Task item:
The answer must be one number: how many lines in the records below contain the string "reports".

Data records:
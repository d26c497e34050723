//! ledgerlens - budgeting analytics for a personal-finance dashboard
//!
//! This library turns the records served by a personal-finance API (users,
//! accounts, transactions, categories and goals) into the numbers a
//! dashboard shows: an expense breakdown by category, a 50/30/20
//! budget-rule evaluation, headline balances and goal progress.
//!
//! # Architecture
//!
//! The crate is organized into the following modules:
//!
//! - `config`: Settings and path management
//! - `error`: Custom error types
//! - `currency`: Parsing amounts to cents and formatting them back
//! - `models`: Core data models (accounts, transactions, categories, etc.)
//! - `api`: Decoding of API response bodies into the models
//! - `reports`: Breakdown, budget rule, overview and goal progress
//! - `export`: CSV, JSON and YAML output
//! - `logging`: Tracing subscriber setup
//!
//! # Example
//!
//! ```rust,ignore
//! use ledgerlens::config::{LensPaths, Settings};
//! use ledgerlens::reports::{BudgetRuleReport, PercentageBasis};
//!
//! let paths = LensPaths::new()?;
//! let settings = Settings::load_or_create(&paths)?;
//! ledgerlens::init(&settings);
//!
//! let summaries = ledgerlens::api::decode(&body)?;
//! let report = BudgetRuleReport::evaluate(
//!     &summaries,
//!     PercentageBasis::TotalExpenses,
//!     &settings.budget_targets,
//!     &settings.thresholds,
//! );
//! ```

pub mod api;
pub mod config;
pub mod currency;
pub mod error;
pub mod export;
pub mod logging;
pub mod models;
pub mod reports;

pub use error::{LensError, LensResult};

use std::sync::Once;

use config::Settings;

static INIT: Once = Once::new();

/// Initialize tracing from the settings' log filter
pub fn init(settings: &Settings) {
    INIT.call_once(|| {
        logging::init_tracing(&settings.log_filter);
        tracing::info!(
            version = env!("CARGO_PKG_VERSION"),
            "ledgerlens initialized"
        );
    });
}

Exercise result:
3